[Start of section]

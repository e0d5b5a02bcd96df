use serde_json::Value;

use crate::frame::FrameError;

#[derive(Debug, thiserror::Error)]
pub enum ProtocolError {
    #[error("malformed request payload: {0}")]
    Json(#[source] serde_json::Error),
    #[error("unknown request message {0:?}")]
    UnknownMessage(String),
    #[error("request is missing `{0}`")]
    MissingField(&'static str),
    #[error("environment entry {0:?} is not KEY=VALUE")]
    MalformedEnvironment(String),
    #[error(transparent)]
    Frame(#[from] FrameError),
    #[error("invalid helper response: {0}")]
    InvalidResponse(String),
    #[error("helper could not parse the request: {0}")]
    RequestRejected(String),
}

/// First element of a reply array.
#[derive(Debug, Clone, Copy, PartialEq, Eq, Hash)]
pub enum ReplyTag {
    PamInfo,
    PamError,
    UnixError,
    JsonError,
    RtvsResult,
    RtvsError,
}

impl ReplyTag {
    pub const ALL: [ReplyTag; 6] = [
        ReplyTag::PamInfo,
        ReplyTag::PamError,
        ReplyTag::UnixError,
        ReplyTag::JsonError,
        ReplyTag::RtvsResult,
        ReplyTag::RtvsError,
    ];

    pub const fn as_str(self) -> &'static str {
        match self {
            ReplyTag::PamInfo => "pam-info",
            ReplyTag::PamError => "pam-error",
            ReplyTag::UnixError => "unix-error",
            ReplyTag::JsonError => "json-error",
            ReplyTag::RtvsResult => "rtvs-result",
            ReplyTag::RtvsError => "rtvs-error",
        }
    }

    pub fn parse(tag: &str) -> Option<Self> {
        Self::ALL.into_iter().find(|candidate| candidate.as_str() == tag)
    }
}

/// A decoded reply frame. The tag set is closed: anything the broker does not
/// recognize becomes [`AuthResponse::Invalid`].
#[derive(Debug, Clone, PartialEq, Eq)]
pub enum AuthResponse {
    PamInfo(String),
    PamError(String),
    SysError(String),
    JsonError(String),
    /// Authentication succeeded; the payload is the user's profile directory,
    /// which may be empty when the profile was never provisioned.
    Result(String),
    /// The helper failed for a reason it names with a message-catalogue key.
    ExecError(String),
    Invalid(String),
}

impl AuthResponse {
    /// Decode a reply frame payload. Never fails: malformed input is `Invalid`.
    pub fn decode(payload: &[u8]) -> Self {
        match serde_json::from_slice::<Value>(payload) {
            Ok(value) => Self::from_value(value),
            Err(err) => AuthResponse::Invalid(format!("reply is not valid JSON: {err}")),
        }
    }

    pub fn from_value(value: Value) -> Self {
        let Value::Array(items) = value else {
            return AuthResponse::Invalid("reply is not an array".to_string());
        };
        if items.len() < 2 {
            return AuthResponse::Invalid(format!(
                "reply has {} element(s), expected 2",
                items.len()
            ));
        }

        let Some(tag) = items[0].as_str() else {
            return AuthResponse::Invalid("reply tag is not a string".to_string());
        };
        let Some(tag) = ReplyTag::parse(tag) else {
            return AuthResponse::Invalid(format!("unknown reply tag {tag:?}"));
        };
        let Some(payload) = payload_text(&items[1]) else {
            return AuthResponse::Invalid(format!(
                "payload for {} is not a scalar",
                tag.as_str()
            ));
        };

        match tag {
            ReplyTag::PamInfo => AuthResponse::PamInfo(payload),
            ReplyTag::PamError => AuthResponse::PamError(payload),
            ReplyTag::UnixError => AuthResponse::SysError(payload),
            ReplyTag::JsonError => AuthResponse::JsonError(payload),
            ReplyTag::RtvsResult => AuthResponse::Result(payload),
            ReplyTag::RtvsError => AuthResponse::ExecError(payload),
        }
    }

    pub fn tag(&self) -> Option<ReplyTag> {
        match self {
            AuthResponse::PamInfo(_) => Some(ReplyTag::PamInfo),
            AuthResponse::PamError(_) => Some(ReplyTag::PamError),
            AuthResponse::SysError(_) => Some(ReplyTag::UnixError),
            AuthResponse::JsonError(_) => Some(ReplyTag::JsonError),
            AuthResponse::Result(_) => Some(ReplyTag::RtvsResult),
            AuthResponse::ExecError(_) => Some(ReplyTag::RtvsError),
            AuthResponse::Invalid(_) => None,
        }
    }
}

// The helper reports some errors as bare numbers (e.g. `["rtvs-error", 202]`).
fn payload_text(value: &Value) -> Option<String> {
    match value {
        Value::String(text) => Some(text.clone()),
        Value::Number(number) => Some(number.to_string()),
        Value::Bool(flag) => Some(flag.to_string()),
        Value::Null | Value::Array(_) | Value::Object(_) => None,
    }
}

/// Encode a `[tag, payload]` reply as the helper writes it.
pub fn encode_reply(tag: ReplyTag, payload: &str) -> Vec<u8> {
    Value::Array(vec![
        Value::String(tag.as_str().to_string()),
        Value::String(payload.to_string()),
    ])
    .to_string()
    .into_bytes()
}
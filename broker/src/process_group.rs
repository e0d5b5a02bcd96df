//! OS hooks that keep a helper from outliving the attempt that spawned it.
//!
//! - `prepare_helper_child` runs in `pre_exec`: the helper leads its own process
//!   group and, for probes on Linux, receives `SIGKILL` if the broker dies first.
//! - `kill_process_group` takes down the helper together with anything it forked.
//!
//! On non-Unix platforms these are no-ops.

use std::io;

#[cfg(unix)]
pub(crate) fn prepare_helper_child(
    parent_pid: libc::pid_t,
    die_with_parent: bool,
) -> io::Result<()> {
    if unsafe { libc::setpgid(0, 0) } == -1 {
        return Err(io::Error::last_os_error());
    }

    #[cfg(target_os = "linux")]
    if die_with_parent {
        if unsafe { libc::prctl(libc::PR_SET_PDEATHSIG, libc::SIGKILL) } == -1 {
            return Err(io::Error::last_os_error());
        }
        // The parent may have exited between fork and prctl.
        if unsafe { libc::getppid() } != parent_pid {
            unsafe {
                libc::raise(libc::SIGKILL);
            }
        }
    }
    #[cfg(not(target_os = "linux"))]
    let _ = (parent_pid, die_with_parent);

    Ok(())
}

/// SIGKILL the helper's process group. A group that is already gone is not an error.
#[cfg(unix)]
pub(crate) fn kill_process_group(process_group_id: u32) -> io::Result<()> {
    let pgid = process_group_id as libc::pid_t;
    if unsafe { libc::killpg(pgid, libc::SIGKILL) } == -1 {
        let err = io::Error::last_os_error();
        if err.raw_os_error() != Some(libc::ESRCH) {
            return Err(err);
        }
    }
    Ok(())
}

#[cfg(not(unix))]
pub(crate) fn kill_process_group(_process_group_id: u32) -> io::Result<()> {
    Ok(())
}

[End of section]
[Start of section]

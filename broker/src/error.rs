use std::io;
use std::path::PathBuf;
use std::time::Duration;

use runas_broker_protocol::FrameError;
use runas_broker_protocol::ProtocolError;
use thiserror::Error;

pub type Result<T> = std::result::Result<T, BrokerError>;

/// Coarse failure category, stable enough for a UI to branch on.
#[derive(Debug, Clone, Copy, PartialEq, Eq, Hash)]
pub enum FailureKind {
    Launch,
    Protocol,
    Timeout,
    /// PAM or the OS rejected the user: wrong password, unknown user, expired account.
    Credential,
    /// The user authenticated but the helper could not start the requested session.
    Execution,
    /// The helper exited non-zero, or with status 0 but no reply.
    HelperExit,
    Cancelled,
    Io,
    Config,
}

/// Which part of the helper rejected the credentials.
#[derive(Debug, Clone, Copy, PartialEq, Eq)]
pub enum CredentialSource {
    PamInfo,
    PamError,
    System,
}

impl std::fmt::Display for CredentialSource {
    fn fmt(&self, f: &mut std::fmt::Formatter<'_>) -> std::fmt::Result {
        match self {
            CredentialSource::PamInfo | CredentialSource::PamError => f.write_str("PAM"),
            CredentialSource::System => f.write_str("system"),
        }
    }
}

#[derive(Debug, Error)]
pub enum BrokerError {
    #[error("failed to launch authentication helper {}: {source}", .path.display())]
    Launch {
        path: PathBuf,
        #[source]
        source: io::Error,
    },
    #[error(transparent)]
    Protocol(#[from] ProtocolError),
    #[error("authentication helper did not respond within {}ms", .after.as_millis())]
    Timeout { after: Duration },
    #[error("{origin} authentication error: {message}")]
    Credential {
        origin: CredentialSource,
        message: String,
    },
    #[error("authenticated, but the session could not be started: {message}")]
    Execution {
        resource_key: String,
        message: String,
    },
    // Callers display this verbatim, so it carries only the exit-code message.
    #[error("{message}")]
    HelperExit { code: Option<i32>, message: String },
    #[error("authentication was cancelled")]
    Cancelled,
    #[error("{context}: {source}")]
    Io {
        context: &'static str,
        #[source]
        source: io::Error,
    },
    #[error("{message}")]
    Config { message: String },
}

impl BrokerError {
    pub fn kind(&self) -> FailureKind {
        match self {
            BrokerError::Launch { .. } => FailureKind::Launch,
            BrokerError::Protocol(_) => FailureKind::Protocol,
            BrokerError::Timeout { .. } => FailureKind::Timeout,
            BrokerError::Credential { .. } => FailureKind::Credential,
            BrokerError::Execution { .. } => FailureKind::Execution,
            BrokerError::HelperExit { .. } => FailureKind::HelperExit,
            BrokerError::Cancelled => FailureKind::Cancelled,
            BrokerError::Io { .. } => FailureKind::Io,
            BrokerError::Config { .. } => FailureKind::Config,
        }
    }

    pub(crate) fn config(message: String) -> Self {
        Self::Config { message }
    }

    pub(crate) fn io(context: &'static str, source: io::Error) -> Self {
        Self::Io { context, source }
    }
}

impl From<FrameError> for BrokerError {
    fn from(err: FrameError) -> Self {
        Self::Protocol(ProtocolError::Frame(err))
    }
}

[End of section]

AIM OF THE TASK: Write out every line from the entries where "filename" appears.

EXERCISE RESULT:
filename broker/src/process_group.rs
filename broker/src/error.rs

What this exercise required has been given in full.